В один из таких дней отец и мать повздорили: посыпались упреки матери, и лишь изредка, прерывая молчание, отец хмуро бурчал: «Проклятье шайтану, проклятье шайтану!»

Вообще-то мать была терпеливой, сдержанной женщиной. Видимо, ее терпение иссякло. Одиннадцать лет она ждала отца из Баку. Но вот он дома, однако жизнь наша не слишком изменилась за эти полтора года, что отец с нами. Первое время он почти всегда был с нами, с удовольствием занимался хозяйством, не отходил от матери ни на шаг, но последнее время неделями пропадал в окрестных селах, а когда бывал дома, то к нему постоянно приходили люди и они подолгу о чем-то говорили. По-прежнему хозяйство держалось на матери, и она работала с восхода до заката не разгибая спины. Последней каплей, переполнившей чашу ее терпения, было письмо, которое отец продиктовал мне. В нем он сам признавался, что занят не домом, а какими-то посторонними делами.

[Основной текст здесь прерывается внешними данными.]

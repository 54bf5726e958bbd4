//! Declarative object schemas
//!
//! A schema is the finished list of property descriptors an object is built
//! from. Schemas are shared read-only between every instance of a type and
//! can be declared in JSON or TOML.

use std::collections::HashMap;
use std::sync::Arc;

use parking_lot::RwLock;
use serde::{Deserialize, Serialize};

use crate::errors::{CoreError, CoreResult};
use crate::value::{Value, ValueKind};

/// One property slot of a schema
#[derive(Debug, Clone, PartialEq, Serialize, Deserialize)]
pub struct PropertyDescriptor {
    pub name: String,
    #[serde(default, skip_serializing_if = "Option::is_none")]
    pub display_name: Option<String>,
    #[serde(default)]
    pub read_only: bool,
    #[serde(default)]
    pub kind: ValueKind,
    #[serde(default)]
    pub default: Value,
}

impl PropertyDescriptor {
    pub fn new(name: impl Into<String>) -> Self {
        Self {
            name: name.into(),
            display_name: None,
            read_only: false,
            kind: ValueKind::Any,
            default: Value::Null,
        }
    }

    pub fn with_display_name(mut self, display_name: impl Into<String>) -> Self {
        self.display_name = Some(display_name.into());
        self
    }

    pub fn read_only(mut self) -> Self {
        self.read_only = true;
        self
    }

    pub fn with_kind(mut self, kind: ValueKind) -> Self {
        self.kind = kind;
        self
    }

    pub fn with_default(mut self, default: impl Into<Value>) -> Self {
        self.default = default.into();
        self
    }

    /// Display name, falling back to the property name
    pub fn display_name(&self) -> &str {
        self.display_name.as_deref().unwrap_or(&self.name)
    }
}

/// Ordered property descriptors of one object type
#[derive(Debug, Clone, PartialEq, Serialize, Deserialize)]
pub struct ObjectSchema {
    pub type_name: String,
    #[serde(default)]
    pub properties: Vec<PropertyDescriptor>,
}

impl ObjectSchema {
    pub fn new(type_name: impl Into<String>) -> Self {
        Self {
            type_name: type_name.into(),
            properties: Vec::new(),
        }
    }

    /// Append a descriptor
    pub fn property(mut self, descriptor: PropertyDescriptor) -> Self {
        self.properties.push(descriptor);
        self
    }

    /// Look up a descriptor by name
    pub fn get(&self, name: &str) -> Option<&PropertyDescriptor> {
        self.properties.iter().find(|p| p.name == name)
    }

    pub fn from_json(json: &str) -> CoreResult<Self> {
        serde_json::from_str(json).map_err(|e| CoreError::schema(e.to_string()))
    }

    pub fn from_toml(text: &str) -> CoreResult<Self> {
        toml::from_str(text).map_err(|e| CoreError::schema(e.to_string()))
    }

    pub fn into_shared(self) -> Arc<ObjectSchema> {
        Arc::new(self)
    }
}

/// Source of schemas by type name
pub trait SchemaSupplier: Send + Sync {
    fn schema(&self, type_name: &str) -> Option<Arc<ObjectSchema>>;
}

/// In-memory [`SchemaSupplier`]
#[derive(Default)]
pub struct SchemaRegistry {
    schemas: RwLock<HashMap<String, Arc<ObjectSchema>>>,
}

impl SchemaRegistry {
    pub fn new() -> Self {
        Self::default()
    }

    /// Register a schema, replacing any earlier one of the same type
    pub fn register(&self, schema: ObjectSchema) -> Arc<ObjectSchema> {
        let schema = Arc::new(schema);
        self.schemas
            .write()
            .insert(schema.type_name.clone(), Arc::clone(&schema));
        schema
    }

    pub fn len(&self) -> usize {
        self.schemas.read().len()
    }

    pub fn is_empty(&self) -> bool {
        self.len() == 0
    }
}

impl SchemaSupplier for SchemaRegistry {
    fn schema(&self, type_name: &str) -> Option<Arc<ObjectSchema>> {
        self.schemas.read().get(type_name).cloned()
    }
}

#[cfg(test)]
mod tests {
    use super::*;

    #[test]
    fn test_builder() {
        let schema = ObjectSchema::new("Customer")
            .property(PropertyDescriptor::new("Id").read_only().with_kind(ValueKind::Int))
            .property(PropertyDescriptor::new("Name").with_display_name("Full name"));

        assert_eq!(schema.properties.len(), 2);
        assert!(schema.get("Id").unwrap().read_only);
        assert_eq!(schema.get("Name").unwrap().display_name(), "Full name");
        assert_eq!(schema.get("Id").unwrap().display_name(), "Id");
        assert!(schema.get("Missing").is_none());
    }

    #[test]
    fn test_from_toml() {
        let schema = ObjectSchema::from_toml(
            r#"
            type_name = "Order"

            [[properties]]
            name = "Number"
            kind = "Text"
            read_only = true

            [[properties]]
            name = "Quantity"
            kind = "Int"
            default = { kind = "Int", value = 1 }
            "#,
        )
        .unwrap();

        assert_eq!(schema.type_name, "Order");
        assert_eq!(schema.get("Number").unwrap().kind, ValueKind::Text);
        assert_eq!(schema.get("Quantity").unwrap().default, Value::Int(1));
    }

    #[test]
    fn test_from_json_rejects_garbage() {
        assert!(matches!(ObjectSchema::from_json("{"), Err(CoreError::Schema { .. })));
        assert!(matches!(
            ObjectSchema::from_toml("type_name = 3"),
            Err(CoreError::Schema { .. })
        ));
        let schema = ObjectSchema::from_json(r#"{"type_name":"X","properties":[{"name":"A"}]}"#)
            .unwrap();
        assert_eq!(schema.get("A").unwrap().kind, ValueKind::Any);
    }

    #[test]
    fn test_registry() {
        let registry = SchemaRegistry::new();
        assert!(registry.is_empty());
        registry.register(ObjectSchema::new("A"));
        assert!(registry.schema("A").is_some());
        assert!(registry.schema("B").is_none());
    }
}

У матери звенел от напряжения голос, когда она упрекала отца:

— Послушай и ты меня наконец! Я долго молчала, ждала, а вдруг ты найдешь время подумать о нас. Но нет, тебя больше волнуют нужды посторонних людей, как будто, кроме тебя, некому о них позаботиться! В селе пятьсот домов, а таких, как ты, только один! Теперь я понимаю, почему ты долго не возвращался из Баку, даже письма посылал редко. Так вот, сын Атакиши! До сих пор ты слушал кого угодно, теперь — хоть раз в жизни — выслушай меня! Моя судьба меня не волнует, разговор не обо мне. Но ты обязан подумать о собственном сыне. Когда нечего будет есть, никто не принесет тебе даже один чурек. Деньги, что ты заработал в Баку, давно кончились. Все, что было возможно, я продала. Зерна у нас едва ли на месяц. Масла нет ни грамма. Последний круг сыра мотала мы уже начали есть. Весь наш скот — кожа да кости. Кто много посеял, тот много и собрал, сараи их полны соломой. А что может быть у нас, если, кроме разговоров, ты ничего не сеял и не жал?